To tackle this challenge, Dr. Poggi’s team used different lines of transgenic zebrafish, in which fluorescent reporter proteins highlight the expression of different genes in dividing cells. Working in close cooperation with Dr. Patricia Jusuf of the Australian Regenerative Medicine Institute at Monash University, the researchers found that some particular kinds of excitatory and inhibitory nerve cells tend to be lineally related, i.e. they derive from a common progenitor cell. For the first time, 4D recordings permitted an in vivo analysis of how the generation of particular inhibitory cells is regulated through coordination of cell division mode and gene expression within individual retinal progenitors of excitatory nerve cells.
This study has established a model of how cell lineage influences neuronal subtype specification and neuronal circuitry formation in the native environment of the vertebrate brain. The results were published in the Journal of Neuroscience.
(Source: uni-heidelberg.de)
Chinese researchers have devised a new technique for reprogramming cells from human urine into immature brain cells that can form multiple types of functioning neurons and glial cells. The technique, published in the journal Nature Methods, could prove useful for studying the cellular mechanisms of neurodegenerative conditions such as Alzheimer’s and Parkinson’s and for testing the effects of new drugs that are being developed to treat them.

Stem cells offer the hope of treating these debilitating diseases, but obtaining them from human embryos poses an ethical dilemma. We now know that cells taken from the adult human body can be made to revert to a stem cell-like state and then transformed into virtually any other type of cell. This typically involves using genetically engineered viruses that shuttle control genes into the nucleus and inserts them into the chromosomes, whereupon they activate genes that make them pluripotent, or able to re-differentiate into another type of cell.
In 2008, for example, American researchers took skin cells from an 82-year-old patient with amyotrophic lateral sclerosis and reprogrammed them into motor neurons. Cells obtained in this way could help us gain a better understanding of such diseases. Grafts of patients’ own cells do not elicit an immune response, so this approach may eventually lead to effective cell transplantation therapies. But it also has its problems – it appears that the reprogramming process destabilizes the genome and causes mutations, and that iPSCs may therefore harbour genetic defects that render them useless.

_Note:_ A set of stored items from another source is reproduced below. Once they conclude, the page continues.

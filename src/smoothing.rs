//! Signal smoothing
//!
//! This module derives smoothed channels from the raw samples of a tour:
//! - Jamet: time-aware first-order exponential filter with optional repeated passes
//! - Initial: speed over a window covering a minimum time slice
//!
//! Inputs are never modified, every call returns new arrays.

use tracing::debug;

use crate::config::{SmoothingAlgorithm, SmoothingConfig};
use crate::types::{SmoothedSeries, TimeSeries};

/// Window time above which a short distance counts as standing (seconds)
const STANDING_WINDOW_SECONDS: u32 = 20;
/// Window distance below which a long window counts as standing (meters)
const STANDING_WINDOW_METERS: f64 = 10.0;
/// Speeds below this have no pace (km/h)
const MIN_PACE_SPEED: f64 = 1.0;

/// Apply the exponential filter once.
///
/// `y[0] = x[0]` and `y[i] = y[i-1] + alpha * (x[i] - y[i-1])` with
/// `alpha = 1 - exp(-dt / tau)`. Samples with equal time keep the previous output.
pub fn jamet_filter(time: &[u32], values: &[f64], tau: f64) -> Vec<f64> {
    let mut smoothed = Vec::with_capacity(values.len());
    let Some(&first) = values.first() else {
        return smoothed;
    };
    smoothed.push(first);

    for index in 1..values.len() {
        let dt = time[index].saturating_sub(time[index - 1]) as f64;
        let alpha = if tau > 0.0 {
            1.0 - (-dt / tau).exp()
        } else {
            1.0
        };

        let previous = smoothed[index - 1];
        smoothed.push(previous + alpha * (values[index] - previous));
    }

    smoothed
}

/// Filter with `tau`, then pass the output `repeat_count` more times with `repeat_tau`
pub fn smooth_repeated(
    time: &[u32],
    values: &[f64],
    tau: f64,
    repeat_count: u32,
    repeat_tau: f64,
) -> Vec<f64> {
    let mut smoothed = jamet_filter(time, values, tau);
    for _ in 0..repeat_count {
        smoothed = jamet_filter(time, &smoothed, repeat_tau);
    }
    smoothed
}

/// Smallest index window around `index` covering `min_time_slice` seconds.
///
/// Starts with the interval ending at `index` and grows alternately forward
/// and backward until the window is long enough or hits either end.
pub(crate) fn min_time_slice_window(time: &[u32], index: usize, min_time_slice: u32) -> (usize, usize) {
    let last = time.len().saturating_sub(1);
    let mut low = index.saturating_sub(1);
    let mut high = index.min(last);
    let mut grow_forward = true;

    while time[high] - time[low] < min_time_slice {
        if grow_forward {
            if high == last {
                break;
            }
            high += 1;
        } else {
            if low == 0 {
                break;
            }
            low -= 1;
        }
        grow_forward = !grow_forward;
    }

    (low, high)
}

/// Speed in km/h at `index` over its minimum time slice window.
///
/// Long windows with almost no distance are standing and report 0, as do
/// windows containing samples with repeated timestamps.
pub(crate) fn window_speed(time: &[u32], distance: &[f64], index: usize, min_time_slice: u32) -> f64 {
    if index == 0 {
        return 0.0;
    }

    let (low, high) = min_time_slice_window(time, index, min_time_slice);
    let time_diff = time[high] - time[low];
    let distance_diff = distance[high] - distance[low];

    let has_repeated_time = time[low..=high].windows(2).any(|w| w[0] == w[1]);
    if has_repeated_time || time_diff == 0 {
        return 0.0;
    }

    if time_diff > STANDING_WINDOW_SECONDS && distance_diff < STANDING_WINDOW_METERS {
        return 0.0;
    }

    (distance_diff * 3.6 / time_diff as f64).max(0.0)
}

/// Seconds per kilometer for a speed in km/h
fn pace_from_speed(speed: f64) -> f64 {
    if speed < MIN_PACE_SPEED {
        0.0
    } else {
        3600.0 / speed
    }
}

/// Per-interval rate of `values`, the last sample repeats the previous rate.
///
/// Samples with equal time repeat the previous rate (0 at the start).
fn interval_rates(time: &[u32], values: &[f64]) -> Vec<f64> {
    let size = values.len();
    let mut rates = vec![0.0; size];

    for index in 0..size.saturating_sub(1) {
        let dt = time[index + 1] - time[index];
        rates[index] = if dt == 0 {
            if index == 0 {
                0.0
            } else {
                rates[index - 1]
            }
        } else {
            (values[index + 1] - values[index]) / dt as f64
        };
    }

    if size >= 2 {
        rates[size - 1] = rates[size - 2];
    }

    rates
}

/// Signal smoother for tour channels
pub struct SignalSmoother;

impl SignalSmoother {
    /// Derive the smoothed channels of `series` with the selected algorithm
    pub fn smooth(series: &TimeSeries, algorithm: &SmoothingAlgorithm) -> SmoothedSeries {
        match algorithm {
            SmoothingAlgorithm::Initial { min_time_slice } => {
                Self::smooth_initial(series, *min_time_slice)
            }
            SmoothingAlgorithm::Jamet(config) => Self::smooth_jamet(series, config),
        }
    }

    fn smooth_jamet(series: &TimeSeries, config: &SmoothingConfig) -> SmoothedSeries {
        let time = series.time();
        let size = series.len();
        let smooth = |values: &[f64], tau: f64| {
            smooth_repeated(time, values, tau, config.repeat_count, config.repeat_tau)
        };

        let mut smoothed = SmoothedSeries::default();

        // vertical speed always needs the smoothed altitude
        let altitude_smoothed = series
            .altitude()
            .map(|altitude| smooth(altitude, config.gradient_tau));

        smoothed.altitude = match (series.altitude(), &altitude_smoothed) {
            (Some(_), Some(filtered)) if config.altitude_enabled => Some(filtered.clone()),
            (Some(raw), _) => Some(raw.to_vec()),
            _ => None,
        };

        smoothed.pulse = series.pulse().map(|pulse| {
            if config.pulse_enabled {
                smooth(pulse, config.pulse_tau)
            } else {
                pulse.to_vec()
            }
        });

        let Some(distance) = series.distance() else {
            debug!(samples = size, "jamet smoothing without distance");
            return smoothed;
        };

        if size < 2 {
            smoothed.speed = Some(vec![0.0; size]);
            smoothed.pace = Some(vec![0.0; size]);
            return smoothed;
        }

        let distance_smoothed = smooth(distance, config.speed_tau);
        let horizontal = interval_rates(time, &distance_smoothed);
        let horizontal_smoothed = smooth(&horizontal, config.speed_tau);

        let speed: Vec<f64> = horizontal.iter().map(|vh| vh * 3.6).collect();
        smoothed.pace = Some(speed.iter().map(|&s| pace_from_speed(s)).collect());
        smoothed.speed = Some(speed);

        if let Some(altitude_smoothed) = &altitude_smoothed {
            let vertical = interval_rates(time, altitude_smoothed);
            let vertical_smoothed = smooth(&vertical, config.gradient_tau);

            smoothed.gradient = Some(
                horizontal_smoothed
                    .iter()
                    .zip(&vertical_smoothed)
                    .map(|(&vh, &vv)| if vh == 0.0 { 0.0 } else { vv / vh * 100.0 })
                    .collect(),
            );
            smoothed.altimeter = Some(vertical_smoothed.iter().map(|vv| vv * 3600.0).collect());
        }

        debug!(
            samples = size,
            speed_tau = config.speed_tau,
            gradient_tau = config.gradient_tau,
            repeat_count = config.repeat_count,
            "jamet smoothing"
        );

        smoothed
    }

    fn smooth_initial(series: &TimeSeries, min_time_slice: u32) -> SmoothedSeries {
        let time = series.time();
        let size = series.len();

        let mut smoothed = SmoothedSeries {
            altitude: series.altitude().map(<[f64]>::to_vec),
            pulse: series.pulse().map(<[f64]>::to_vec),
            ..SmoothedSeries::default()
        };

        let Some(distance) = series.distance() else {
            return smoothed;
        };

        let speed: Vec<f64> = (0..size)
            .map(|index| window_speed(time, distance, index, min_time_slice))
            .collect();
        smoothed.pace = Some(speed.iter().map(|&s| pace_from_speed(s)).collect());
        smoothed.speed = Some(speed);

        if let Some(altitude) = series.altitude() {
            let mut gradient = vec![0.0; size];
            let mut altimeter = vec![0.0; size];

            for index in 1..size {
                let (low, high) = min_time_slice_window(time, index, min_time_slice);
                let time_diff = time[high] - time[low];
                let distance_diff = distance[high] - distance[low];
                let altitude_diff = altitude[high] - altitude[low];

                if distance_diff > 0.0 {
                    gradient[index] = altitude_diff / distance_diff * 100.0;
                }
                if time_diff > 0 {
                    altimeter[index] = altitude_diff / time_diff as f64 * 3600.0;
                }
            }

            smoothed.gradient = Some(gradient);
            smoothed.altimeter = Some(altimeter);
        }

        debug!(samples = size, min_time_slice, "initial smoothing");

        smoothed
    }
}

#[cfg(test)]
mod tests {
    use super::*;
    use pretty_assertions::assert_eq;
    use proptest::prelude::*;

    fn approx(a: f64, b: f64) -> bool {
        (a - b).abs() < 1e-9
    }

    #[test]
    fn test_filter_keeps_first_value() {
        let smoothed = jamet_filter(&[0, 5, 10], &[3.0, 9.0, -4.0], 10.0);
        assert_eq!(smoothed[0], 3.0);
    }

    #[test]
    fn test_filter_empty_input() {
        assert!(jamet_filter(&[], &[], 10.0).is_empty());
    }

    #[test]
    fn test_filter_constant_signal_unchanged() {
        let time = [0, 1, 3, 7, 20, 21];
        let values = [412.5; 6];

        assert_eq!(jamet_filter(&time, &values, 4.0), values.to_vec());
        assert_eq!(smooth_repeated(&time, &values, 4.0, 3, 0.5), values.to_vec());
    }

    #[test]
    fn test_filter_time_aware_alpha() {
        let smoothed = jamet_filter(&[0, 10], &[0.0, 100.0], 10.0);
        let alpha = 1.0 - (-1.0_f64).exp();

        assert!(approx(smoothed[1], 100.0 * alpha));
    }

    #[test]
    fn test_filter_repeated_timestamp_holds_value() {
        let smoothed = jamet_filter(&[0, 5, 5], &[0.0, 10.0, 1000.0], 5.0);
        assert_eq!(smoothed[2], smoothed[1]);
    }

    #[test]
    fn test_min_time_slice_window_grows_alternately() {
        let time = [0, 2, 4, 6, 8, 10];

        assert_eq!(min_time_slice_window(&time, 3, 2), (2, 3));
        assert_eq!(min_time_slice_window(&time, 3, 4), (2, 4));
        assert_eq!(min_time_slice_window(&time, 3, 6), (1, 4));
        // the end of the series stops the growth
        assert_eq!(min_time_slice_window(&time, 5, 100), (4, 5));
    }

    #[test]
    fn test_window_speed() {
        let time = [0, 10, 20, 30];
        let distance = [0.0, 100.0, 200.0, 300.0];

        assert_eq!(window_speed(&time, &distance, 0, 10), 0.0);
        assert!(approx(window_speed(&time, &distance, 2, 10), 36.0));
    }

    #[test]
    fn test_window_speed_standing() {
        let time = [0, 30, 60];
        let distance = [0.0, 5.0, 8.0];

        assert_eq!(window_speed(&time, &distance, 1, 10), 0.0);
    }

    #[test]
    fn test_jamet_without_distance_keeps_raw_altitude() {
        let series = TimeSeries::new(vec![0, 10, 20])
            .unwrap()
            .with_altitude(vec![100.0, 110.0, 90.0])
            .unwrap();

        let smoothed = SignalSmoother::smooth(&series, &SmoothingAlgorithm::default());

        assert_eq!(smoothed.altitude, Some(vec![100.0, 110.0, 90.0]));
        assert_eq!(smoothed.speed, None);
        assert_eq!(smoothed.gradient, None);
    }

    #[test]
    fn test_jamet_smoothed_altitude_when_enabled() {
        let series = TimeSeries::new(vec![0, 10, 20])
            .unwrap()
            .with_altitude(vec![100.0, 110.0, 90.0])
            .unwrap();
        let config = SmoothingConfig::default().with_altitude(true);

        let smoothed = SignalSmoother::smooth(&series, &SmoothingAlgorithm::Jamet(config));
        let altitude = smoothed.altitude.unwrap();

        assert_eq!(altitude[0], 100.0);
        assert!(altitude[1] > 100.0 && altitude[1] < 110.0);
    }

    #[test]
    fn test_jamet_derived_channels() {
        let time: Vec<u32> = (0..60).map(|i| i * 5).collect();
        let distance: Vec<f64> = (0..60).map(|i| i as f64 * 25.0).collect();
        let altitude: Vec<f64> = (0..60).map(|i| 500.0 + i as f64 * 2.5).collect();
        let series = TimeSeries::new(time)
            .unwrap()
            .with_distance(distance)
            .unwrap()
            .with_altitude(altitude)
            .unwrap();

        let smoothed = SignalSmoother::smooth(&series, &SmoothingAlgorithm::default());
        let speed = smoothed.speed.unwrap();
        let pace = smoothed.pace.unwrap();
        let gradient = smoothed.gradient.unwrap();

        assert_eq!(speed.len(), 60);
        // the filter converges towards the constant 18 km/h and 10 %
        assert!((speed[59] - 18.0).abs() < 0.5);
        assert!((pace[59] - 200.0).abs() < 6.0);
        assert!((gradient[59] - 10.0).abs() < 0.5);
        assert!(smoothed.altimeter.is_some());
    }

    #[test]
    fn test_jamet_pulse_only_when_enabled() {
        let series = TimeSeries::new(vec![0, 1, 2])
            .unwrap()
            .with_pulse(vec![100.0, 160.0, 100.0])
            .unwrap();

        let raw = SignalSmoother::smooth(&series, &SmoothingAlgorithm::default());
        assert_eq!(raw.pulse, Some(vec![100.0, 160.0, 100.0]));

        let config = SmoothingConfig::default().with_pulse(true);
        let filtered = SignalSmoother::smooth(&series, &SmoothingAlgorithm::Jamet(config));
        let pulse = filtered.pulse.unwrap();
        assert!(pulse[1] < 160.0);
    }

    #[test]
    fn test_smoother_does_not_modify_input() {
        let series = TimeSeries::new(vec![0, 10, 20])
            .unwrap()
            .with_distance(vec![0.0, 10.0, 50.0])
            .unwrap();
        let before = series.clone();

        let _ = SignalSmoother::smooth(&series, &SmoothingAlgorithm::default());
        let _ = SignalSmoother::smooth(&series, &SmoothingAlgorithm::initial());

        assert_eq!(series, before);
    }

    #[test]
    fn test_initial_speed() {
        let series = TimeSeries::new(vec![0, 5, 10, 15, 20])
            .unwrap()
            .with_distance(vec![0.0, 50.0, 100.0, 150.0, 200.0])
            .unwrap();

        let smoothed = SignalSmoother::smooth(&series, &SmoothingAlgorithm::initial());
        let speed = smoothed.speed.unwrap();

        assert_eq!(speed[0], 0.0);
        for value in &speed[1..] {
            assert!(approx(*value, 36.0));
        }
        assert_eq!(smoothed.pace.unwrap()[2], 100.0);
    }

    proptest! {
        #[test]
        fn prop_single_pass_stays_in_range(
            samples in prop::collection::vec((0u32..30, -500.0f64..500.0), 1..100),
            tau in 0.1f64..500.0,
        ) {
            let mut t = 0;
            let time: Vec<u32> = samples.iter().map(|(dt, _)| { t += dt; t }).collect();
            let values: Vec<f64> = samples.iter().map(|(_, v)| *v).collect();

            let min = values.iter().cloned().fold(f64::INFINITY, f64::min);
            let max = values.iter().cloned().fold(f64::NEG_INFINITY, f64::max);

            let smoothed = jamet_filter(&time, &values, tau);
            prop_assert_eq!(smoothed.len(), values.len());
            prop_assert_eq!(smoothed[0], values[0]);
            for value in smoothed {
                prop_assert!(value >= min - 1e-9 && value <= max + 1e-9);
            }
        }
    }
}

Last year, Duanqing Pei of the Chinese Academy of Sciences and his colleagues reported that human urine contains skin-like cells from the lining of the kidney tubules which can be efficiently reprogrammed, via the pluripotent state, into neurons, glia, liver cells and heart muscle cells. Now they have improved on the approach, making it quicker, more efficient and possibly less prone to errors.
In the new study, they isolated cells from urine samples given by three donors, aged 10, 25 and 37, and converted them directly into neural progenitors. They then grew these cells in Petri dishes and drove them to differentiate into mature neurons that can generate nervous impulses, and also into astrocytes and oligodendrocytes, two types of glial cell found in the human brain. Finally, they transplanted the re-programmed neurons and astrocytes into the brains of newborn rats, and found that the cells had survived when they examined the brains a month later, but it remains to be seen if they can survive for longer, and if they integrate into the existing circuits to be become functional.
This isn’t the first time that one type of cell has been converted into another without going through the pluripotent stage – in 2010, researchers from Stanford converted mouse connective tissue cells directly into neurons. The new technique does have a number of advantages, however.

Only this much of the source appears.